KABARTIMURNEWS.COM,AMBON, – Wakil Gubernur Maluku, Barnabas Orno mengatakan, penggunaan Anggaran Pendapatan Belanja Daerah (APBD) di 11 Kabupaten/kota, harus membawa manfaat sehingga kesannya tidak sia-sia. “Program menggunakan APBD, tidak boleh sia-sia. Itu harus bermanfaat demi kemaslahatan masyarakat,”kata Wakil Gubernur, Barnabas Orno, Kamis (23/9).
Menurutnya, APBD merupakan mesin utama yang berperan sebagai penggerak ekonomi ditengah situasi Pandemi COVID-19, mesti dikawal sebaik mungkin sehingga penggunaannya dapat efektif dan efisien.
Hal tersebut, kata Orno, dapat berlangsung sesuai harapan tergantung dari kinerja Aparat Pengawasan Intern Pemerintah (APIP). Sebab, mereka bertanggungjawab memastikan akuntabilitas, efektivitas dan efisiensi dalam program-program yang telah, sedang dan akan dilaksanakan.

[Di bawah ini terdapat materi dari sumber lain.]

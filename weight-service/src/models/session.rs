//! Ephemeral, process-local session state.

use crate::models::Role;
use uuid::Uuid;

/// Where a session sits in the login flow.
///
/// "Logged out" is represented by the absence of a session: a client without
/// a session id (or after logout removed it) has no entry in the session map.
#[derive(Debug, Clone, PartialEq, Eq)]
pub enum SessionState {
    /// The device id was not found in the registry; a registration form is
    /// expected next.
    AwaitingRegistration,
    /// The device is registered; a password is expected next.
    AwaitingPassword,
    /// Authenticated, acting as `role`.
    LoggedIn { role: Role },
}

impl SessionState {
    pub fn as_str(&self) -> &'static str {
        match self {
            SessionState::AwaitingRegistration => "awaiting_registration",
            SessionState::AwaitingPassword => "awaiting_password",
            SessionState::LoggedIn { .. } => "logged_in",
        }
    }
}

/// Per-client session. Never persisted; destroyed on logout.
#[derive(Debug, Clone)]
pub struct Session {
    pub session_id: Uuid,
    pub device_id: String,
    pub state: SessionState,
}
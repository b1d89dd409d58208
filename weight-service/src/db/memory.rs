//! In-process backend double for tests and local development.
//!
//! Implements the same versioned subtree semantics as the real backend and
//! can be switched into a failing mode to exercise error paths.

use super::{BackendError, KvBackend, Version};
use async_trait::async_trait;
use dashmap::DashMap;
use dashmap::mapref::entry::Entry;
use serde_json::Value;
use std::sync::atomic::{AtomicBool, AtomicU64, Ordering};

/// Version reported for a path that holds no data.
const EMPTY_VERSION: &str = "0";

#[derive(Default)]
pub struct MemoryBackend {
    entries: DashMap<String, (Value, u64)>,
    next_version: AtomicU64,
    failing: AtomicBool,
}

impl MemoryBackend {
    pub fn new() -> Self {
        Self::default()
    }

    /// When failing, every call errors with `BackendError::Unavailable`.
    pub fn set_failing(&self, failing: bool) {
        self.failing.store(failing, Ordering::SeqCst);
    }

    fn check_available(&self) -> Result<(), BackendError> {
        if self.failing.load(Ordering::SeqCst) {
            return Err(BackendError::Unavailable(
                "simulated backend outage".to_string(),
            ));
        }
        Ok(())
    }
}

#[async_trait]
impl KvBackend for MemoryBackend {
    async fn get(&self, path: &str) -> Result<(Option<Value>, Version), BackendError> {
        self.check_available()?;
        match self.entries.get(path) {
            Some(entry) => Ok((Some(entry.0.clone()), Version::new(entry.1.to_string()))),
            None => Ok((None, Version::new(EMPTY_VERSION))),
        }
    }

    async fn put(
        &self,
        path: &str,
        value: &Value,
        expected: Option<&Version>,
    ) -> Result<bool, BackendError> {
        self.check_available()?;

        let version = self.next_version.fetch_add(1, Ordering::SeqCst) + 1;

        // DashMap entry guard keeps the compare-and-set atomic per path.
        match self.entries.entry(path.to_string()) {
            Entry::Occupied(mut occupied) => {
                if let Some(expected) = expected {
                    if occupied.get().1.to_string() != expected.as_str() {
                        return Ok(false);
                    }
                }
                occupied.insert((value.clone(), version));
            }
            Entry::Vacant(vacant) => {
                if let Some(expected) = expected {
                    if expected.as_str() != EMPTY_VERSION {
                        return Ok(false);
                    }
                }
                vacant.insert((value.clone(), version));
            }
        }
        Ok(true)
    }

    async fn ping(&self) -> Result<(), BackendError> {
        self.check_available()
    }
}
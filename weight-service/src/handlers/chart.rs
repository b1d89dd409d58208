//! Joint chart data: both roles' series for the active window, with an
//! optional trend line per role.

use axum::{
    extract::{Json, Query, State},
    http::HeaderMap,
};

use crate::AppState;
use crate::dtos::chart::{ChartQuery, ChartResponse, RoleSeries};
use crate::handlers::require_session_id;
use crate::services::{WeightRecordStore, filter_range, fit_trend};
use service_core::error::AppError;

/// Chart data for both roles. Any logged-in session may view both series;
/// only the editable record list is restricted to the session's own role.
///
/// GET /chart?start=..&end=..&predict=bool
pub async fn chart_data(
    State(state): State<AppState>,
    headers: HeaderMap,
    Query(query): Query<ChartQuery>,
) -> Result<Json<ChartResponse>, AppError> {
    let session_id = require_session_id(&headers)?;
    state.auth.current_role(session_id)?;

    let mut series = Vec::with_capacity(2);
    for role in state.auth.valid_roles() {
        let store = WeightRecordStore::new(state.backend.clone(), role.clone());
        // Full history: the trend must not move when the window changes
        let history = store.get_records(None, None).await?;

        let trend = if query.predict {
            fit_trend(&history)
        } else {
            None
        };

        series.push(RoleSeries {
            role: role.clone(),
            records: filter_range(&history, query.start, query.end),
            trend,
        });
    }

    Ok(Json(ChartResponse { series }))
}
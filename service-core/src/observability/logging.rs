use tracing_subscriber::{layer::SubscriberExt, util::SubscriberInitExt};

/// Initialize structured logging for a service.
///
/// `RUST_LOG` takes precedence over the configured level so operators can
/// raise verbosity without redeploying.
pub fn init_tracing(service_name: &str, log_level: &str) {
    let env_filter = tracing_subscriber::EnvFilter::try_from_default_env()
        .unwrap_or_else(|_| tracing_subscriber::EnvFilter::new(log_level));

    tracing_subscriber::registry()
        .with(env_filter)
        .with(
            tracing_subscriber::fmt::layer()
                .with_file(true)
                .with_line_number(true)
                .json()
                .flatten_event(true),
        )
        .init();

    tracing::debug!(service = service_name, "Tracing initialized");
}
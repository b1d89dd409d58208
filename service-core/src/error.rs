use axum::{
    Json,
    http::StatusCode,
    response::{IntoResponse, Response},
};
use serde::Serialize;
use thiserror::Error;

#[derive(Debug, Error)]
pub enum AppError {
    #[error("Validation error: {0}")]
    ValidationError(#[from] validator::ValidationErrors),

    #[error("Bad request: {0}")]
    BadRequest(anyhow::Error),

    #[error("Not found: {0}")]
    NotFound(anyhow::Error),

    #[error("Unauthorized: {0}")]
    Unauthorized(anyhow::Error),

    #[error("Authentication error: {0}")]
    AuthError(anyhow::Error),

    #[error("Conflict: {0}")]
    Conflict(anyhow::Error),

    #[error("Too many requests: {0}")]
    TooManyRequests(String, Option<u64>),

    #[error("Internal server error: {0}")]
    InternalError(#[from] anyhow::Error),

    #[error("Bad Gateway: {0}")]
    BadGateway(String),

    #[error("Service Unavailable")]
    ServiceUnavailable,

    #[error("Configuration error: {0}")]
    ConfigError(anyhow::Error),
}

impl From<config::ConfigError> for AppError {
    fn from(err: config::ConfigError) -> Self {
        AppError::ConfigError(anyhow::Error::new(err))
    }
}

impl From<std::io::Error> for AppError {
    fn from(err: std::io::Error) -> Self {
        AppError::InternalError(anyhow::Error::new(err))
    }
}

impl IntoResponse for AppError {
    fn into_response(self) -> Response {
        #[derive(Serialize)]
        struct ErrorResponse {
            error: String,
            #[serde(skip_serializing_if = "Option::is_none")]
            details: Option<String>,
        }

        let (status, error_message, details, retry_after) = match self {
            AppError::ValidationError(err) => (
                StatusCode::UNPROCESSABLE_ENTITY,
                "Validation error".to_string(),
                Some(err.to_string()),
                None,
            ),
            AppError::BadRequest(err) => (StatusCode::BAD_REQUEST, err.to_string(), None, None),
            AppError::NotFound(err) => (StatusCode::NOT_FOUND, err.to_string(), None, None),
            AppError::Unauthorized(err) => (StatusCode::UNAUTHORIZED, err.to_string(), None, None),
            AppError::AuthError(err) => (StatusCode::UNAUTHORIZED, err.to_string(), None, None),
            AppError::Conflict(err) => (StatusCode::CONFLICT, err.to_string(), None, None),
            AppError::TooManyRequests(msg, retry) => {
                (StatusCode::TOO_MANY_REQUESTS, msg, None, retry)
            }
            AppError::InternalError(err) => (
                StatusCode::INTERNAL_SERVER_ERROR,
                "Internal server error".to_string(),
                Some(format!("{:#?}", err)),
                None,
            ),
            AppError::BadGateway(msg) => (
                StatusCode::BAD_GATEWAY,
                format!("Bad Gateway: {}", msg),
                None,
                None,
            ),
            AppError::ServiceUnavailable => (
                StatusCode::SERVICE_UNAVAILABLE,
                "Service unavailable".to_string(),
                None,
                None,
            ),
            AppError::ConfigError(err) => (
                StatusCode::INTERNAL_SERVER_ERROR,
                "Configuration error".to_string(),
                Some(err.to_string()),
                None,
            ),
        };

        let mut res = (
            status,
            Json(ErrorResponse {
                error: error_message,
                details,
            }),
        )
            .into_response();

        if let Some(retry) = retry_after {
            res.headers_mut()
                .insert(axum::http::header::RETRY_AFTER, retry.into());
        }

        res
    }
}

“Pengawasan intern harus mampu berkontribusi, mendorong keberhasilan pencapaian target-target pemulihan ekonomi nasional yang telah ditetapkan. Seluruh APIP, harus memahami betul tantangan dan permasalahan yang harus diselesaikan,”jelasnya.
Dikatakannya, laporan pengawasan yang berkualitas dan berdampak pada pengambilan kebijakan pemerintah, dalam hal ini rekomendasi yang tepat, adalah suatu bentuk tanggungjawab kinerja bagi APIP.
“Namun, pada prosesnya, APIP kerap kali berhadapan dengan isu peningkatan kompetensi, dan kapabilitas Sumber Daya Manusia (SDM) dari aparatur pengawasannya,” ungkap Barnabas.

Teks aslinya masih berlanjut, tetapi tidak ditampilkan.